Prudence was the sister of my grandmother, Clara Belden (1851-1932) who married my grandfather, Warren Frazier Balsley (1847-1911). He joined his brother-in-law as a druggist in Napoleon and remained active for many years. Before coming to Napoleon in the late 1860's, Warren Balsley had run away from home at the age of 14 to join the Northern forces in the Civil War in order to serve as a bugle boy, the only position open to him at his age. Later he served with distinction as a combatant.
The drug firm of Saur and Balsley was a landmark for many years, and it persisted under different ownership in the same location on Perry Street for almost a hundred years.

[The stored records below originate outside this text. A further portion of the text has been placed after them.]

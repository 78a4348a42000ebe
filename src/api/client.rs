use async_trait::async_trait;
use reqwest::StatusCode;

use super::connection::DeviceConnection;
use crate::config::TvConfig;
use crate::error::AppError;

const USER_AGENT: &str = concat!("ambictl/", env!("CARGO_PKG_VERSION"));

/// HTTPS client for a single TV.
pub struct TvClient {
    client: reqwest::Client,
    base_url: String,
}

fn build_http_client(config: &TvConfig) -> Result<reqwest::Client, AppError> {
    Ok(reqwest::Client::builder()
        .user_agent(USER_AGENT)
        .timeout(config.timeout)
        .danger_accept_invalid_certs(config.accept_invalid_certs)
        .build()?)
}

impl TvClient {
    pub fn new(config: &TvConfig) -> Result<Self, AppError> {
        Ok(Self {
            client: build_http_client(config)?,
            base_url: config.base_url.clone(),
        })
    }

    fn url(&self, path: &str) -> String {
        format!("{}{}", self.base_url, path)
    }

    /// Turn non-2xx responses into errors, keeping the body for context.
    async fn check_status(response: reqwest::Response) -> Result<reqwest::Response, AppError> {
        let status = response.status();
        if status.is_success() {
            return Ok(response);
        }

        let body = response.text().await.unwrap_or_default();
        let message = format!("{}: {}", status, body);
        match status {
            StatusCode::UNAUTHORIZED | StatusCode::FORBIDDEN => Err(AppError::Auth {
                message,
                status: status.as_u16(),
            }),
            _ => Err(AppError::Api {
                message,
                status: Some(status.as_u16()),
            }),
        }
    }
}

/// Map transport failures onto the TV's reachability.
fn classify_send_error(url: &str, err: reqwest::Error) -> AppError {
    if err.is_timeout() {
        return AppError::DeviceOffline(format!("{}: request timed out", url));
    }
    if err.is_connect() {
        if is_connection_refused(&err) {
            return AppError::NotListening(format!("{}: connection refused", url));
        }
        return AppError::DeviceOffline(format!("{}: {}", url, err));
    }
    AppError::Http(err)
}

fn is_connection_refused(err: &(dyn std::error::Error + 'static)) -> bool {
    let mut source = Some(err);
    while let Some(e) = source {
        if let Some(io) = e.downcast_ref::<std::io::Error>() {
            if io.kind() == std::io::ErrorKind::ConnectionRefused {
                return true;
            }
        }
        source = e.source();
    }
    false
}

#[async_trait]
impl DeviceConnection for TvClient {
    async fn get(&self, path: &str) -> Result<Vec<u8>, AppError> {
        let url = self.url(path);
        tracing::debug!("GET {}", url);

        let response = self
            .client
            .get(&url)
            .send()
            .await
            .map_err(|e| classify_send_error(&url, e))?;
        let response = Self::check_status(response).await?;
        let bytes = response.bytes().await?;

        tracing::debug!("Response: {}", String::from_utf8_lossy(&bytes));
        Ok(bytes.to_vec())
    }

    async fn post(&self, path: &str, body: &str) -> Result<(), AppError> {
        let url = self.url(path);
        tracing::debug!("POST {}", url);
        tracing::debug!("Body: {}", body);

        let response = self
            .client
            .post(&url)
            .header("Content-Type", "application/json")
            .body(body.to_string())
            .send()
            .await
            .map_err(|e| classify_send_error(&url, e))?;
        Self::check_status(response).await?;
        Ok(())
    }
}

#[cfg(test)]
mod tests {
    use super::*;

    #[test]
    fn test_url_join() {
        let config = TvConfig::resolve(Some("https://10.0.0.5:1926"), None, 5).unwrap();
        let client = TvClient::new(&config).unwrap();
        assert_eq!(
            client.url("/6/ambilight/power"),
            "https://10.0.0.5:1926/6/ambilight/power"
        );
    }

    #[test]
    fn test_connection_refused_detection() {
        let io = std::io::Error::new(std::io::ErrorKind::ConnectionRefused, "refused");
        assert!(is_connection_refused(&io));

        let io = std::io::Error::new(std::io::ErrorKind::TimedOut, "slow");
        assert!(!is_connection_refused(&io));
    }
}
pub mod api;
pub mod cli;
pub mod config;
pub mod error;
pub mod models;
pub mod service;

use std::sync::Arc;

use api::client::TvClient;
use cli::handler::ConsoleHandler;
use cli::output::print_error;
use config::{OutputMode, RuntimeConfig, TvConfig};
use error::AppError;
use service::ambilight::AmbilightService;

pub async fn run(cli_args: cli::Cli) -> i32 {
    let config = RuntimeConfig {
        output_mode: if cli_args.table {
            OutputMode::Table
        } else {
            OutputMode::Json
        },
    };

    let result = dispatch(cli_args, &config).await;

    match result {
        Ok(()) => 0,
        Err(err) => {
            print_error(&err);
            err.exit_code()
        }
    }
}

async fn dispatch(cli_args: cli::Cli, config: &RuntimeConfig) -> Result<(), AppError> {
    let tv = TvConfig::resolve(
        cli_args.url.as_deref(),
        cli_args.host.as_deref(),
        cli_args.timeout,
    )?;
    tracing::debug!("Using TV at {}", tv.base_url);

    let connection = Arc::new(TvClient::new(&tv)?);
    let handler = Arc::new(ConsoleHandler::new(config.output_mode));
    let ambilight = AmbilightService::new(handler.clone(), connection);

    match cli_args.command {
        cli::Commands::Power(cmd) => cli::power::handle(&cmd, &ambilight, config).await,
        cli::Commands::HuePower { state } => {
            cli::power::handle_hue(state, &ambilight, config).await
        }
        cli::Commands::Style(cmd) => cli::style::handle(&cmd, &ambilight, config).await,
        cli::Commands::Color(cmd) => cli::color::handle(&cmd, &ambilight, config).await,
        cli::Commands::Brightness { level } => {
            cli::color::handle_brightness(level, &ambilight, config).await
        }
        cli::Commands::Topology => cli::info::handle_topology(&ambilight, config).await,
        cli::Commands::Mode => cli::info::handle_mode(&ambilight, config).await,
        cli::Commands::Send { channel, command } => {
            cli::send::handle(&channel, &command, &ambilight, &handler).await
        }
    }
}
#[derive(Debug, thiserror::Error)]
pub enum AppError {
    #[error("TV is offline: {0}")]
    DeviceOffline(String),

    #[error("TV is not listening: {0}")]
    NotListening(String),

    #[error("Authentication rejected by TV: {message}")]
    Auth { message: String, status: u16 },

    #[error("API error: {message}")]
    Api {
        message: String,
        status: Option<u16>,
    },

    #[error("{0}")]
    InvalidInput(String),

    #[error(transparent)]
    Http(#[from] reqwest::Error),

    #[error(transparent)]
    Json(#[from] serde_json::Error),
}

/// How a failure affects the reachability of the TV.
#[derive(Debug, Clone, Copy, PartialEq, Eq)]
pub enum Connectivity {
    /// Network or TLS failure, the TV cannot be reached at all.
    Unreachable,
    /// The TV answered but refused the connection or the session.
    Rejecting,
    /// A local failure that says nothing about the TV.
    Unaffected,
}

impl AppError {
    pub fn connectivity(&self) -> Connectivity {
        match self {
            AppError::DeviceOffline(_) => Connectivity::Unreachable,
            AppError::NotListening(_) | AppError::Auth { .. } => Connectivity::Rejecting,
            AppError::Http(e) if e.is_connect() || e.is_timeout() => Connectivity::Unreachable,
            _ => Connectivity::Unaffected,
        }
    }

    pub fn exit_code(&self) -> i32 {
        match self {
            AppError::Auth { .. } => 2,
            AppError::InvalidInput(_) => 3,
            AppError::DeviceOffline(_) | AppError::NotListening(_) => 4,
            _ => 1,
        }
    }

    pub fn error_type(&self) -> &'static str {
        match self {
            AppError::DeviceOffline(_) => "device_offline",
            AppError::NotListening(_) => "not_listening",
            AppError::Auth { .. } => "auth",
            AppError::Api { .. } => "api",
            AppError::InvalidInput(_) => "invalid_input",
            AppError::Http(_) => "http",
            AppError::Json(_) => "json",
        }
    }

    pub fn to_json(&self) -> serde_json::Value {
        let mut obj = serde_json::json!({
            "error": self.error_type(),
            "message": self.to_string(),
        });
        if let Some(status) = self.http_status() {
            obj["status"] = serde_json::json!(status);
        }
        obj
    }

    fn http_status(&self) -> Option<u16> {
        match self {
            AppError::Auth { status, .. } => Some(*status),
            AppError::Api { status, .. } => *status,
            _ => None,
        }
    }
}

#[cfg(test)]
mod tests {
    use super::*;

    #[test]
    fn test_connectivity_classification() {
        assert_eq!(
            AppError::DeviceOffline("timeout".into()).connectivity(),
            Connectivity::Unreachable
        );
        assert_eq!(
            AppError::NotListening("refused".into()).connectivity(),
            Connectivity::Rejecting
        );
        assert_eq!(
            AppError::Auth {
                message: "401".into(),
                status: 401
            }
            .connectivity(),
            Connectivity::Rejecting
        );
        assert_eq!(
            AppError::InvalidInput("bad style".into()).connectivity(),
            Connectivity::Unaffected
        );
    }

    #[test]
    fn test_to_json_includes_status() {
        let err = AppError::Api {
            message: "500 Internal Server Error".into(),
            status: Some(500),
        };
        let json = err.to_json();
        assert_eq!(json["error"], "api");
        assert_eq!(json["status"], 500);

        let json = AppError::InvalidInput("nope".into()).to_json();
        assert_eq!(json["message"], "nope");
        assert!(json.get("status").is_none());
    }

    #[test]
    fn test_error_types() {
        let json_err = serde_json::from_str::<u8>("x").unwrap_err();
        assert_eq!(AppError::Json(json_err).error_type(), "json");
        assert_eq!(AppError::NotListening(String::new()).error_type(), "not_listening");
        assert_eq!(
            AppError::Auth {
                message: String::new(),
                status: 403
            }
            .error_type(),
            "auth"
        );
    }

    #[test]
    fn test_exit_codes() {
        assert_eq!(AppError::DeviceOffline(String::new()).exit_code(), 4);
        assert_eq!(AppError::InvalidInput(String::new()).exit_code(), 3);
        assert_eq!(
            AppError::Api {
                message: String::new(),
                status: None
            }
            .exit_code(),
            1
        );
    }
}
use async_trait::async_trait;

use crate::error::AppError;

/// Transport to the TV's JSON API.
///
/// Implementations own session handling (TLS, credentials, timeouts); callers
/// only see paths and JSON bodies.
#[async_trait]
pub trait DeviceConnection: Send + Sync {
    /// GET `path` and return the raw response body.
    async fn get(&self, path: &str) -> Result<Vec<u8>, AppError>;

    /// POST a JSON `body` to `path`, discarding the response body.
    async fn post(&self, path: &str, body: &str) -> Result<(), AppError>;
}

Other owners were Morey and Meyer, Gilbert and Herr, and finally the Napoleon Pharmacy.
Warren and Clara Balsley built their home in 1880 at 332 West Washington Street. Their daughter, Edna Belden Balsley (1879-1951) married Dr. Henry F. Rohrs in 1902.
The original Henry Rohrs (1840- 1918), father of Dr. Rohrs was one of the German immigrants who played such an important part in Napoleon's early history. At first a farmer, he broadened his interests and held several posts in the county government.
Dr. Henry F. Rohrs (1875-1941) received his premedical training at the University of Michigan, earned an M.D. degree in 1897 from Jefferson Medical College in Philadelphia, and then spent a year and a half in postgraduate study at the University of Berlin in Germany where training in the clinical specialties was considered excellent. Returning to Napoleon, Fie established practice in 1898 as a physician and surgeon; later when the specialty of X-ray diagnosis and treatment was developed, he became a specialist in this field. Not only was he an extraordinarily keen and able physician, but he served in the finest tradition of the family counselor and friend to the many patients who consulted him. Except for a brief period of medical service in the military forces during World War I, he never left Napoleon. Henry Rohrs was active in the community at large, conceiving the quality of education as one of the great opportunities of citizenship in this country, he served for many years as a member of the Napoleon School Board.
The home which Clara and Warren Balsley had built in 1880 continued to remain in the family as the home of Edna and Henry Rohrs until Mrs. Rohrs' death in 1951, at which time it became the property of Evelyn and Louis Hoeffel.
Arriving at the third generation in this medical tradition, Josephine Rohrs graduated from the Napoleon High School in the class of 1924. Subsequent educational work included the degrees of Bachelor of Arts (Smith College, 1928), Master of Arts (Yale, 1930), Doctor of Philosophy (in psychology, Yale, 1933) and Doctor of Medicine (Stanford University, 1940). At Yale she met Ernest Hilgard who was teaching psychology. They were married in 1931 and subsequently moved permanently to Stanford, California, where he became a professor of psychology and chairman of the department, and she became a clinical professor of psychiatry. Specializing in psychiatry, psychoanalysis, and hypnosis, she has published numerous articles in these fields and is the author of a book entitled Personality and Hypnosis published in 1970, and, in joint authorship with her husband, a book on Hypnosis and the Relief of Pain in 1975.
Of their two children, Henry Rohrs Hilgard and Elizabeth Ann Belden Hilgard, Henry became a doctor (M.D. Stanford, 1962). Specializing in the field of immunology, he also earned a Ph.D. at the University of Minnesota. He is now on the faculty of the University of California at Santa Cruz.